Yes, all art has to be interacted with in order to be art - that's inarguable, because the word 'art' as it's being used in this thread is a value judgement, and it's only an audience that can make that judgement - but not all 'things' have to be interacted with in order to be 'things'.

For a film to be art it has to be experienced by an audience, but for a film to be a film it just has to be.

For a game to be art it has to be experienced by an audience, and for a game to be a game it still has to be experienced by an audience.

Make sense? A game has to be interacted with, otherwise it ceases to be anything - a game and/or art - and just becomes lines of code.
 
 
Tom Tit's Tot: A Girl!
00:01 / 15.06.05
For a film to be art it has to be experienced by an audience, but for a film to be a film it just has to be.

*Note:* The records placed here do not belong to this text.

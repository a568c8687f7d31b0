//! Attribute name grammar
//!
//! Names are lower-case identifiers: at least two characters, starting with
//! `a-z`, continuing with `a-z` and `0-9`, with at most one underscore joining
//! two words (`average_speed`, not `average_speed_limit`). Names starting
//! with `in_` or `backward_` are reserved for derived attributes, and the
//! deny-list keeps names from colliding with keywords of whatever language
//! generated expressions are compiled to.

use std::collections::HashSet;

/// Prefixes reserved for attributes derived from other attributes
pub const RESERVED_PREFIXES: &[&str] = &["in_", "backward_"];

/// Default deny-list: Rust strict and reserved keywords plus the boolean literals
pub const DEFAULT_RESERVED_WORDS: &[&str] = &[
    "abstract", "as", "async", "await", "become", "box", "break", "const", "continue",
    "crate", "do", "dyn", "else", "enum", "extern", "false", "final", "fn", "for", "if",
    "impl", "in", "let", "loop", "macro", "match", "mod", "move", "mut", "override",
    "priv", "pub", "ref", "return", "self", "static", "struct", "super", "trait", "true",
    "try", "type", "typeof", "unsafe", "unsized", "use", "virtual", "where", "while",
    "yield",
];

/// Attribute name validator with a configurable reserved-word deny-list
#[derive(Debug, Clone, PartialEq, Eq)]
pub struct NameValidator {
    reserved: HashSet<String>,
}

impl Default for NameValidator {
    fn default() -> Self {
        Self::with_reserved_words(DEFAULT_RESERVED_WORDS.iter().copied())
    }
}

impl NameValidator {
    /// Validator that rejects exactly the given reserved words (on top of the grammar)
    pub fn with_reserved_words<I, S>(words: I) -> Self
    where
        I: IntoIterator<Item = S>,
        S: Into<String>,
    {
        Self {
            reserved: words.into_iter().map(Into::into).collect(),
        }
    }

    pub fn is_reserved(&self, name: &str) -> bool {
        self.reserved.contains(name)
    }

    /// Check `name` against the grammar, the reserved prefixes and the deny-list
    pub fn is_valid(&self, name: &str) -> bool {
        is_valid_identifier(name) && !self.is_reserved(name)
    }
}

/// Grammar and prefix check, without the deny-list
pub fn is_valid_identifier(name: &str) -> bool {
    let bytes = name.as_bytes();
    if bytes.len() < 2
        || !bytes[0].is_ascii_lowercase()
        || RESERVED_PREFIXES.iter().any(|p| name.starts_with(p))
    {
        return false;
    }

    let mut underscores = 0;
    for &c in &bytes[1..] {
        if c == b'_' {
            underscores += 1;
            if underscores > 1 {
                return false;
            }
        } else if !c.is_ascii_lowercase() && !c.is_ascii_digit() {
            return false;
        }
    }
    true
}

#[cfg(test)]
mod tests {
    use super::*;

    #[test]
    fn test_valid_names() {
        let v = NameValidator::default();
        assert!(v.is_valid("speed"));
        assert!(v.is_valid("average_speed"));
        assert!(v.is_valid("max_speed2"));
        assert!(v.is_valid("a1"));
        assert!(v.is_valid("toll_"));
    }

    #[test]
    fn test_invalid_grammar() {
        let v = NameValidator::default();
        assert!(!v.is_valid(""));
        assert!(!v.is_valid("s"));
        assert!(!v.is_valid("Speed"));
        assert!(!v.is_valid("speeD"));
        assert!(!v.is_valid("_speed"));
        assert!(!v.is_valid("1speed"));
        assert!(!v.is_valid("average__speed"));
        assert!(!v.is_valid("average_speed_limit"));
        assert!(!v.is_valid("road_class_"));
        assert!(!v.is_valid("max-speed"));
        assert!(!v.is_valid("max speed"));
        assert!(!v.is_valid("höhe"));
    }

    #[test]
    fn test_reserved_prefixes() {
        let v = NameValidator::default();
        assert!(!v.is_valid("in_city"));
        assert!(!v.is_valid("backward_speed"));
        assert!(v.is_valid("inner_city"));
        assert!(v.is_valid("backwards"));
    }

    #[test]
    fn test_reserved_words() {
        let v = NameValidator::default();
        assert!(!v.is_valid("true"));
        assert!(!v.is_valid("match"));
        assert!(is_valid_identifier("match"));

        let custom = NameValidator::with_reserved_words(["speed"]);
        assert!(!custom.is_valid("speed"));
        assert!(custom.is_valid("match"));
    }
}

For a game to be art it has to be experienced by an audience, and for a game to be a game it still has to be experienced by an audience.


Make sense? A game has to be interacted with, otherwise it ceases to be anything - a game and/or art - and just becomes lines of code.


Can you in any way justify this tautological wet-dream?

So, a game unplayed is lines of code, but a film unwatched isn't just light and celluloid? Why not?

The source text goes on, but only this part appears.